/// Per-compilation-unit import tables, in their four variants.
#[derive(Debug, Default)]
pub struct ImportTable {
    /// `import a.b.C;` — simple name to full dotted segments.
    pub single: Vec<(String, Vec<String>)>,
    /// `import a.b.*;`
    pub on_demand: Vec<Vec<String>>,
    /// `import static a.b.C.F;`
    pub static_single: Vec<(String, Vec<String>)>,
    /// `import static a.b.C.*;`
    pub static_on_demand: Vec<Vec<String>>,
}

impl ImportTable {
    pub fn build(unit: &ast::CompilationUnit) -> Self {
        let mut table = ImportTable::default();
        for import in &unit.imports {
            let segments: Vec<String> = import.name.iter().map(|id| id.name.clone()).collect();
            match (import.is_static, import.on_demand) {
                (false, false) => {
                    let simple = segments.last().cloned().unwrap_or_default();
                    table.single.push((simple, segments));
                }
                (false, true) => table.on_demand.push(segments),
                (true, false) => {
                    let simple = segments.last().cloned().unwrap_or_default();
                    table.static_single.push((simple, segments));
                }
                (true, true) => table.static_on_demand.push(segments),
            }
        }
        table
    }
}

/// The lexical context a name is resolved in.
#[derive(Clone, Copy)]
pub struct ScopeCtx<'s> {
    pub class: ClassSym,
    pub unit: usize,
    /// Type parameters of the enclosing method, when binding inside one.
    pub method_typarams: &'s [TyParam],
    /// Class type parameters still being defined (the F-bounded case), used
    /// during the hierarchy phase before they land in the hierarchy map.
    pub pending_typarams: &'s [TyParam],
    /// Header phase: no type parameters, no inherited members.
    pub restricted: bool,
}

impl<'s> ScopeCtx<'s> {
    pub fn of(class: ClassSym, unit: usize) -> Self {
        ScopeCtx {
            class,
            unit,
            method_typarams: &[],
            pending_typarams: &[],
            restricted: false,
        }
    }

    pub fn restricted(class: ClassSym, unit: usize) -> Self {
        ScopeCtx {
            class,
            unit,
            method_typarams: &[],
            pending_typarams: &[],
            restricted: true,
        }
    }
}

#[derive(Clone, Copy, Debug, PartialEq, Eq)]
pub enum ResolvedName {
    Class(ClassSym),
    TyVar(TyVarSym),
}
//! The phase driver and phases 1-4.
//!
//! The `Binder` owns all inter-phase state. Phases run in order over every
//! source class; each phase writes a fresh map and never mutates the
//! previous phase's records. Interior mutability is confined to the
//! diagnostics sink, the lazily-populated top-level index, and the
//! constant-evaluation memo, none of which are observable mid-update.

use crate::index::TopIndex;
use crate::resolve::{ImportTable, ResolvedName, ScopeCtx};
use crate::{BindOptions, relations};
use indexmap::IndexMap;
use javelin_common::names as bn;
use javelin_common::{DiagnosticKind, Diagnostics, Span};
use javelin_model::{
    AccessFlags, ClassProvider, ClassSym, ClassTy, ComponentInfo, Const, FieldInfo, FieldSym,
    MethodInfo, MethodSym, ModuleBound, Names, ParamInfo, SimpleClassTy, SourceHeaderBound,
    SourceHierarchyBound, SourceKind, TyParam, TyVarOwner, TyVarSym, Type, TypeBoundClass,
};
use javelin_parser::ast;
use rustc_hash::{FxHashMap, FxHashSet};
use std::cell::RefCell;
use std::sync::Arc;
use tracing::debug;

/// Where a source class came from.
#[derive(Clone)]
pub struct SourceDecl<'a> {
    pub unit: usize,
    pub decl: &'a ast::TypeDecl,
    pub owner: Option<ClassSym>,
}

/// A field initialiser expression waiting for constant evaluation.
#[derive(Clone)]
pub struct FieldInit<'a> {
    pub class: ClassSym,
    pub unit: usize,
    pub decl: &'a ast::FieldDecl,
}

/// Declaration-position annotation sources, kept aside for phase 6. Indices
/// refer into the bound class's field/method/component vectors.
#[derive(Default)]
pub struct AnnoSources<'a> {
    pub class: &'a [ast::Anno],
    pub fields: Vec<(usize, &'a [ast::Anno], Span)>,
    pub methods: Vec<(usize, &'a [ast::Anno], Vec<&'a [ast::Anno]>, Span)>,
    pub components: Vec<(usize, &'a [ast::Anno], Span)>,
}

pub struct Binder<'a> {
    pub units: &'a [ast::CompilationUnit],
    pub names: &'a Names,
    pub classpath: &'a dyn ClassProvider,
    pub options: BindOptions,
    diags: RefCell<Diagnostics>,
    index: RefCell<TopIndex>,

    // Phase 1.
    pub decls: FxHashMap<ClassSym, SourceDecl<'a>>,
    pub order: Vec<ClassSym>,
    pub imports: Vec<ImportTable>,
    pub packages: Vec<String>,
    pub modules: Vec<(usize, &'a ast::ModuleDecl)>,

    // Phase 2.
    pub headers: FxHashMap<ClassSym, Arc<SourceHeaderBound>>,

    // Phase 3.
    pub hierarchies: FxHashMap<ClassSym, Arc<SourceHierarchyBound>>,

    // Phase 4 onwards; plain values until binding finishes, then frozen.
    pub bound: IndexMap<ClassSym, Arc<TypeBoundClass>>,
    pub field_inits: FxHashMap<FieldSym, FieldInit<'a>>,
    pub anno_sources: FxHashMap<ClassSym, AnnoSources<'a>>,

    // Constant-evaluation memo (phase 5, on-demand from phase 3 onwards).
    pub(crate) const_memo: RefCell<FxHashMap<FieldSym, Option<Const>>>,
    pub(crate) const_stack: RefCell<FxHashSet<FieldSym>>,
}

..............................

• _ACTIVITY_: The full set of entries has to be duplicated precisely.

• _WRITTEN ANSWER_:
/// Per-compilation-unit import tables, in their four variants.
#[derive(Debug, Default)]
pub struct ImportTable {
    /// `import a.b.C;` — simple name to full dotted segments.
    pub single: Vec<(String, Vec<String>)>,
    /// `import a.b.*;`
    pub on_demand: Vec<Vec<String>>,
    /// `import static a.b.C.F;`
    pub static_single: Vec<(String, Vec<String>)>,
    /// `import static a.b.C.*;`
    pub static_on_demand: Vec<Vec<String>>,
}

impl ImportTable {
    pub fn build(unit: &ast::CompilationUnit) -> Self {
        let mut table = ImportTable::default();
        for import in &unit.imports {
            let segments: Vec<String> = import.name.iter().map(|id| id.name.clone()).collect();
            match (import.is_static, import.on_demand) {
                (false, false) => {
                    let simple = segments.last().cloned().unwrap_or_default();
                    table.single.push((simple, segments));
                }
                (false, true) => table.on_demand.push(segments),
                (true, false) => {
                    let simple = segments.last().cloned().unwrap_or_default();
                    table.static_single.push((simple, segments));
                }
                (true, true) => table.static_on_demand.push(segments),
            }
        }
        table
    }
}

/// The lexical context a name is resolved in.
#[derive(Clone, Copy)]
pub struct ScopeCtx<'s> {
    pub class: ClassSym,
    pub unit: usize,
    /// Type parameters of the enclosing method, when binding inside one.
    pub method_typarams: &'s [TyParam],
    /// Class type parameters still being defined (the F-bounded case), used
    /// during the hierarchy phase before they land in the hierarchy map.
    pub pending_typarams: &'s [TyParam],
    /// Header phase: no type parameters, no inherited members.
    pub restricted: bool,
}

impl<'s> ScopeCtx<'s> {
    pub fn of(class: ClassSym, unit: usize) -> Self {
        ScopeCtx {
            class,
            unit,
            method_typarams: &[],
            pending_typarams: &[],
            restricted: false,
        }
    }

    pub fn restricted(class: ClassSym, unit: usize) -> Self {
        ScopeCtx {
            class,
            unit,
            method_typarams: &[],
            pending_typarams: &[],
            restricted: true,
        }
    }
}

#[derive(Clone, Copy, Debug, PartialEq, Eq)]
pub enum ResolvedName {
    Class(ClassSym),
    TyVar(TyVarSym),
}
//! The phase driver and phases 1-4.
//!
//! The `Binder` owns all inter-phase state. Phases run in order over every
//! source class; each phase writes a fresh map and never mutates the
//! previous phase's records. Interior mutability is confined to the
//! diagnostics sink, the lazily-populated top-level index, and the
//! constant-evaluation memo, none of which are observable mid-update.

use crate::index::TopIndex;
use crate::resolve::{ImportTable, ResolvedName, ScopeCtx};
use crate::{BindOptions, relations};
use indexmap::IndexMap;
use javelin_common::names as bn;
use javelin_common::{DiagnosticKind, Diagnostics, Span};
use javelin_model::{
    AccessFlags, ClassProvider, ClassSym, ClassTy, ComponentInfo, Const, FieldInfo, FieldSym,
    MethodInfo, MethodSym, ModuleBound, Names, ParamInfo, SimpleClassTy, SourceHeaderBound,
    SourceHierarchyBound, SourceKind, TyParam, TyVarOwner, TyVarSym, Type, TypeBoundClass,
};
use javelin_parser::ast;
use rustc_hash::{FxHashMap, FxHashSet};
use std::cell::RefCell;
use std::sync::Arc;
use tracing::debug;

/// Where a source class came from.
#[derive(Clone)]
pub struct SourceDecl<'a> {
    pub unit: usize,
    pub decl: &'a ast::TypeDecl,
    pub owner: Option<ClassSym>,
}

/// A field initialiser expression waiting for constant evaluation.
#[derive(Clone)]
pub struct FieldInit<'a> {
    pub class: ClassSym,
    pub unit: usize,
    pub decl: &'a ast::FieldDecl,
}

/// Declaration-position annotation sources, kept aside for phase 6. Indices
/// refer into the bound class's field/method/component vectors.
#[derive(Default)]
pub struct AnnoSources<'a> {
    pub class: &'a [ast::Anno],
    pub fields: Vec<(usize, &'a [ast::Anno], Span)>,
    pub methods: Vec<(usize, &'a [ast::Anno], Vec<&'a [ast::Anno]>, Span)>,
    pub components: Vec<(usize, &'a [ast::Anno], Span)>,
}

pub struct Binder<'a> {
    pub units: &'a [ast::CompilationUnit],
    pub names: &'a Names,
    pub classpath: &'a dyn ClassProvider,
    pub options: BindOptions,
    diags: RefCell<Diagnostics>,
    index: RefCell<TopIndex>,

    // Phase 1.
    pub decls: FxHashMap<ClassSym, SourceDecl<'a>>,
    pub order: Vec<ClassSym>,
    pub imports: Vec<ImportTable>,
    pub packages: Vec<String>,
    pub modules: Vec<(usize, &'a ast::ModuleDecl)>,

    // Phase 2.
    pub headers: FxHashMap<ClassSym, Arc<SourceHeaderBound>>,

    // Phase 3.
    pub hierarchies: FxHashMap<ClassSym, Arc<SourceHierarchyBound>>,

    // Phase 4 onwards; plain values until binding finishes, then frozen.
    pub bound: IndexMap<ClassSym, Arc<TypeBoundClass>>,
    pub field_inits: FxHashMap<FieldSym, FieldInit<'a>>,
    pub anno_sources: FxHashMap<ClassSym, AnnoSources<'a>>,

    // Constant-evaluation memo (phase 5, on-demand from phase 3 onwards).
    pub(crate) const_memo: RefCell<FxHashMap<FieldSym, Option<Const>>>,
    pub(crate) const_stack: RefCell<FxHashSet<FieldSym>>,
}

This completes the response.